Зачем он здесь? Почему, когда я пишу эти строки, моя собака лежит у моих ног свернувшись калачиком? Как я стал дорожить его теплой, но слегка оскорбительной остротой? Как его рыбье дыхание стало предметом шуток во время дружеского ужина? Почему я ежегодно выкладываю более 1000 фунтов стерлингов за его страховку? И почему я его так сильно люблю?
Людо – ничем не примечательный пёс. Он просто еще один лабрадор-ретривер, один из примерно 500 000 в Великобритании (он был бы одним из миллиона в Соединенных Штатах, самой популярной породой в обеих странах). У Людо много общего со всеми ними. Он любит играть в мяч, может съесть всю пищу во вселенной и ничего не оставить другим собакам. Склонен к дисплазии тазобедренного сустава. Выглядит особенно умильно на плюшевой кровати в доме с центральным отоплением, очень далеко от дома его предков на Ньюфаундленде.
Но, конечно, Людо — уникальное животное для меня и всей его человеческой семьи. Сейчас он пожилой джентльмен в возрасте 12 с половиной лет, и мы сделаем почти все, чтобы обеспечить его дальнейшее счастливое бытие. Мы охотно промокаем, пока он пытается уловить каждый запах на Хэмпстед-Хит. Планируем наши дни в соответствии с его потребностями — приемом пищи, прогулками, доставкой жизненно важных лекарств (у него эпилепсия). Тратим на него невероятно большую сумму нашего располагаемого дохода, и он никогда не посылает нам в ответ благодарственных открыток. Когда его нет с нами несколько дней (например, когда наши дети берут его на выходные), в доме кажется необычайно пусто. Мне так повезло знать его. Бог знает, как мы справимся, когда он умрет.

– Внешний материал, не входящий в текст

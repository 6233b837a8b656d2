use std::path::{Path, PathBuf};

use anyhow::Context as _;
use clap::{Parser, Subcommand};
use rayon::prelude::*;

use oculyte::{CollectionInfo, CpuRenderer, Eyeball, TraitManifest, export_collection};

#[derive(Parser, Debug)]
#[command(name = "oculyte", version)]
struct Cli {
    #[command(subcommand)]
    cmd: Command,
}

#[derive(Subcommand, Debug)]
enum Command {
    /// Render one seed at one instant as a PNG.
    Frame(FrameArgs),
    /// Render an animation as a numbered PNG sequence.
    Animate(AnimateArgs),
    /// Print a seed's trait manifest as JSON.
    Traits(TraitsArgs),
    /// Export collection metadata (and optionally portraits) for a seed range.
    Collection(CollectionArgs),
}

#[derive(Parser, Debug)]
struct FrameArgs {
    /// Seed of the eyeball to render.
    #[arg(long)]
    seed: u32,

    /// Square surface size in pixels.
    #[arg(long, default_value_t = 300)]
    size: u32,

    /// Animation time in seconds.
    #[arg(long, default_value_t = 0.0)]
    time: f64,

    /// Output PNG path.
    #[arg(long)]
    out: PathBuf,
}

#[derive(Parser, Debug)]
struct AnimateArgs {
    #[arg(long)]
    seed: u32,

    #[arg(long, default_value_t = 300)]
    size: u32,

    /// Number of frames to render.
    #[arg(long, default_value_t = 60)]
    frames: u32,

    /// Ticks per second of pushed time.
    #[arg(long, default_value_t = 30.0)]
    fps: f64,

    /// Output directory for frame_NNNN.png files.
    #[arg(long)]
    out_dir: PathBuf,
}

#[derive(Parser, Debug)]
struct TraitsArgs {
    #[arg(long)]
    seed: u32,
}

#[derive(Parser, Debug)]
struct CollectionArgs {
    /// First seed of the range.
    #[arg(long, default_value_t = 1)]
    start: u32,

    /// Number of consecutive seeds.
    #[arg(long)]
    count: u32,

    /// Collection name stamped on every entry.
    #[arg(long, default_value = "Oculyte Genesis")]
    name: String,

    /// Output metadata JSON path.
    #[arg(long)]
    out: PathBuf,

    /// Also render each seed's portrait into this directory.
    #[arg(long)]
    render_dir: Option<PathBuf>,

    /// Surface size for rendered portraits.
    #[arg(long, default_value_t = 300)]
    size: u32,
}

fn main() -> anyhow::Result<()> {
    let cli = Cli::parse();
    match cli.cmd {
        Command::Frame(args) => cmd_frame(args),
        Command::Animate(args) => cmd_animate(args),
        Command::Traits(args) => cmd_traits(args),
        Command::Collection(args) => cmd_collection(args),
    }
}

fn save_png(frame: &oculyte::FrameRGBA, path: &Path) -> anyhow::Result<()> {
    if let Some(parent) = path.parent() {
        std::fs::create_dir_all(parent)
            .with_context(|| format!("create directory '{}'", parent.display()))?;
    }
    image::save_buffer_with_format(
        path,
        &frame.data,
        frame.width,
        frame.height,
        image::ColorType::Rgba8,
        image::ImageFormat::Png,
    )
    .with_context(|| format!("write PNG '{}'", path.display()))
}

fn cmd_frame(args: FrameArgs) -> anyhow::Result<()> {
    let eyeball = Eyeball::new(args.seed, args.size, args.size)?;
    let plan = eyeball.plan_at(args.time);
    let mut renderer = CpuRenderer::new();
    let frame = renderer.render(&plan)?;
    save_png(&frame, &args.out)?;
    eprintln!("wrote {}", args.out.display());
    Ok(())
}

fn cmd_animate(args: AnimateArgs) -> anyhow::Result<()> {
    anyhow::ensure!(args.fps > 0.0, "fps must be > 0");
    let mut eyeball = Eyeball::new(args.seed, args.size, args.size)?;
    let mut renderer = CpuRenderer::new();
    let dt = 1.0 / args.fps;
    for i in 0..args.frames {
        let frame = eyeball.render(&mut renderer, dt)?;
        let path = args.out_dir.join(format!("frame_{i:04}.png"));
        save_png(&frame, &path)?;
    }
    eprintln!(
        "wrote {} frames to {}",
        args.frames,
        args.out_dir.display()
    );
    Ok(())
}

fn cmd_traits(args: TraitsArgs) -> anyhow::Result<()> {
    let eyeball = Eyeball::new(args.seed, 300, 300)?;
    let json = serde_json::to_string_pretty(eyeball.traits().entries())?;
    println!("{json}");
    Ok(())
}

fn cmd_collection(args: CollectionArgs) -> anyhow::Result<()> {
    anyhow::ensure!(args.count > 0, "count must be > 0");
    let seeds: Vec<u32> = (0..args.count).map(|i| args.start.wrapping_add(i)).collect();

    let items: Vec<(u32, TraitManifest)> = seeds
        .iter()
        .map(|&seed| {
            let e = Eyeball::new(seed, args.size, args.size)?;
            Ok((seed, e.traits().clone()))
        })
        .collect::<anyhow::Result<_>>()?;

    let info = CollectionInfo {
        collection: args.name.clone(),
        description: "Procedurally generated animated eyeball portraits".to_string(),
        external_url: "https://github.com/oculyte/oculyte".to_string(),
        image_base: "images/".to_string(),
    };
    let json = export_collection(&items, &info)?;
    if let Some(parent) = args.out.parent() {
        std::fs::create_dir_all(parent)
            .with_context(|| format!("create directory '{}'", parent.display()))?;
    }
    std::fs::write(&args.out, &json)
        .with_context(|| format!("write metadata '{}'", args.out.display()))?;
    eprintln!("wrote {} entries to {}", items.len(), args.out.display());

    if let Some(dir) = &args.render_dir {
        // Instances share nothing, so portraits render in parallel.
        seeds
            .par_iter()
            .enumerate()
            .try_for_each(|(i, &seed)| -> anyhow::Result<()> {
                let eyeball = Eyeball::new(seed, args.size, args.size)?;
                let mut renderer = CpuRenderer::new();
                let frame = renderer.render(&eyeball.plan_at(0.0))?;
                save_png(&frame, &dir.join(format!("{}.png", i + 1)))
            })?;
        eprintln!("rendered {} portraits to {}", seeds.len(), dir.display());
    }

    Ok(())
}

Эта сильнейшая из связей проявлялась на протяжении веков и изменила многие миллионы жизней, людей и собак. Если, по крайней мере частично, верно, как утверждает Ницше, что «мир существует благодаря пониманию собак», то, возможно, частично верно и то, что изучение собак может дать ценную информацию о нас самих.

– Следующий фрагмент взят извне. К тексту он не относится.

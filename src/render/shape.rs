//! The single shape dispatcher shared by socket, sclera, iris and
//! pupil rendering.

use kurbo::Shape as _;

use crate::foundation::core::{BezPath, Point};
use crate::genome::spec::EyeShape;

/// Curve flattening tolerance for ellipse-derived paths.
const TOL: f64 = 0.1;

/// Build the outline path for `shape` centered at `center` with
/// characteristic radius `size`.
pub fn shape_path(shape: EyeShape, center: Point, size: f64) -> BezPath {
    match shape {
        EyeShape::Circle => kurbo::Circle::new(center, size).to_path(TOL),
        EyeShape::Oval => kurbo::Ellipse::new(center, (size, size * 0.75), 0.0).to_path(TOL),
        EyeShape::Almond => kurbo::Ellipse::new(center, (size, size * 0.55), 0.0).to_path(TOL),
        EyeShape::Diamond => radial_polygon(center, 4, &[size], std::f64::consts::FRAC_PI_2),
        EyeShape::Hexagon => radial_polygon(center, 6, &[size], 0.0),
        EyeShape::Star => radial_polygon(center, 12, &[size, size * 0.5], -std::f64::consts::FRAC_PI_2),
    }
}

/// Closed polygon from `steps` vertices placed at a fixed angle step,
/// cycling through `radii` — one radius yields a regular n-gon, two
/// interleaved radii yield a star.
pub fn radial_polygon(center: Point, steps: usize, radii: &[f64], phase: f64) -> BezPath {
    debug_assert!(steps >= 3 && !radii.is_empty());
    let mut path = BezPath::new();
    let step = std::f64::consts::TAU / steps as f64;
    for i in 0..steps {
        let r = radii[i % radii.len()];
        let a = phase + step * i as f64;
        let p = Point::new(center.x + a.cos() * r, center.y + a.sin() * r);
        if i == 0 {
            path.move_to(p);
        } else {
            path.line_to(p);
        }
    }
    path.close_path();
    path
}

/// Open polyline through `points`; used by veins, beams and bolts.
pub fn polyline(points: &[Point]) -> BezPath {
    let mut path = BezPath::new();
    for (i, &p) in points.iter().enumerate() {
        if i == 0 {
            path.move_to(p);
        } else {
            path.line_to(p);
        }
    }
    path
}

#[cfg(test)]
mod tests {
    use super::*;
    use kurbo::Shape as _;

    #[test]
    fn every_shape_yields_a_nonempty_closed_region() {
        let c = Point::new(100.0, 100.0);
        for shape in EyeShape::ALL {
            let p = shape_path(shape, c, 40.0);
            assert!(!p.elements().is_empty(), "{shape:?} produced empty path");
            assert!(p.area().abs() > 1.0, "{shape:?} has degenerate area");
        }
    }

    #[test]
    fn hexagon_vertices_sit_on_the_radius() {
        let c = Point::new(0.0, 0.0);
        let p = radial_polygon(c, 6, &[10.0], 0.0);
        for el in p.elements() {
            let pt = match el {
                kurbo::PathEl::MoveTo(p) | kurbo::PathEl::LineTo(p) => *p,
                _ => continue,
            };
            let d = (pt.x * pt.x + pt.y * pt.y).sqrt();
            assert!((d - 10.0).abs() < 1e-9);
        }
    }

    #[test]
    fn star_alternates_between_two_radii() {
        let c = Point::new(0.0, 0.0);
        let p = radial_polygon(c, 12, &[10.0, 5.0], 0.0);
        let mut dists = Vec::new();
        for el in p.elements() {
            if let kurbo::PathEl::MoveTo(pt) | kurbo::PathEl::LineTo(pt) = el {
                dists.push((pt.x * pt.x + pt.y * pt.y).sqrt());
            }
        }
        assert_eq!(dists.len(), 12);
        for (i, d) in dists.iter().enumerate() {
            let expect = if i % 2 == 0 { 10.0 } else { 5.0 };
            assert!((d - expect).abs() < 1e-9);
        }
    }

    #[test]
    fn polyline_is_open() {
        let p = polyline(&[
            Point::new(0.0, 0.0),
            Point::new(5.0, 5.0),
            Point::new(10.0, 0.0),
        ]);
        assert_eq!(p.elements().len(), 3);
        assert!(
            !p.elements()
                .iter()
                .any(|el| matches!(el, kurbo::PathEl::ClosePath))
        );
    }
}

Зачем он здесь? Почему этот человек совершает эти повторяющиеся поглаживания и вздохи любви? Сколько горячих напитков он может приготовить, когда прекращает поглаживание? Почему он так плохо понимает время, когда дело касается моего обеда? Почему эта так называемая кровать с эффектом памяти, которую он купил мне, не может вспомнить, как я уютно свернулся клубочком прошлой ночью? Почему мне так повезло знать его?
Антропоморфизм собак — явление не новое. У меня на столе есть фотография черного лабрадора 19 века, одетого лордом в костюме и цилиндре (и курящего трубку).
Говорящие собаки были основой фильмов почти с момента появления кино со звуком. Но дружба собаки и человека никогда не была столь обширной, творческой и пугающей, как сегодня. Природа нашей связи — наша приверженность друг другу — по-видимому, заметно углубилась за последние 50 лет, не в последнюю очередь потому, что наше научное понимание собаки стало возможным благодаря достижениям в генетике, а наша социологическая интерпретация поведения пса привела к большему количеству возможностей для совместной работы. Подобно танцорам, ободренным выпивкой и упорством, мы связаны с нашими лучшими друзьями экстатическими объятиями.
Увы, не всегда такая страсть заканчивается хорошо. Рядом с моим викторианским лордом у меня есть фотография собаки в плоской кепке кангола и очках, которая похожа на Сэмюэля Л. Джексона. На моем компьютере есть фотографии собак, которые читают, плывут под парусом и едут на велосипеде. Я знаю, что в этих изображениях есть что-то морально неправильное, но мне трудно сопротивляться желанию добавлять все больше картинок в папку, учитывая их совершенно неотразимую прелесть.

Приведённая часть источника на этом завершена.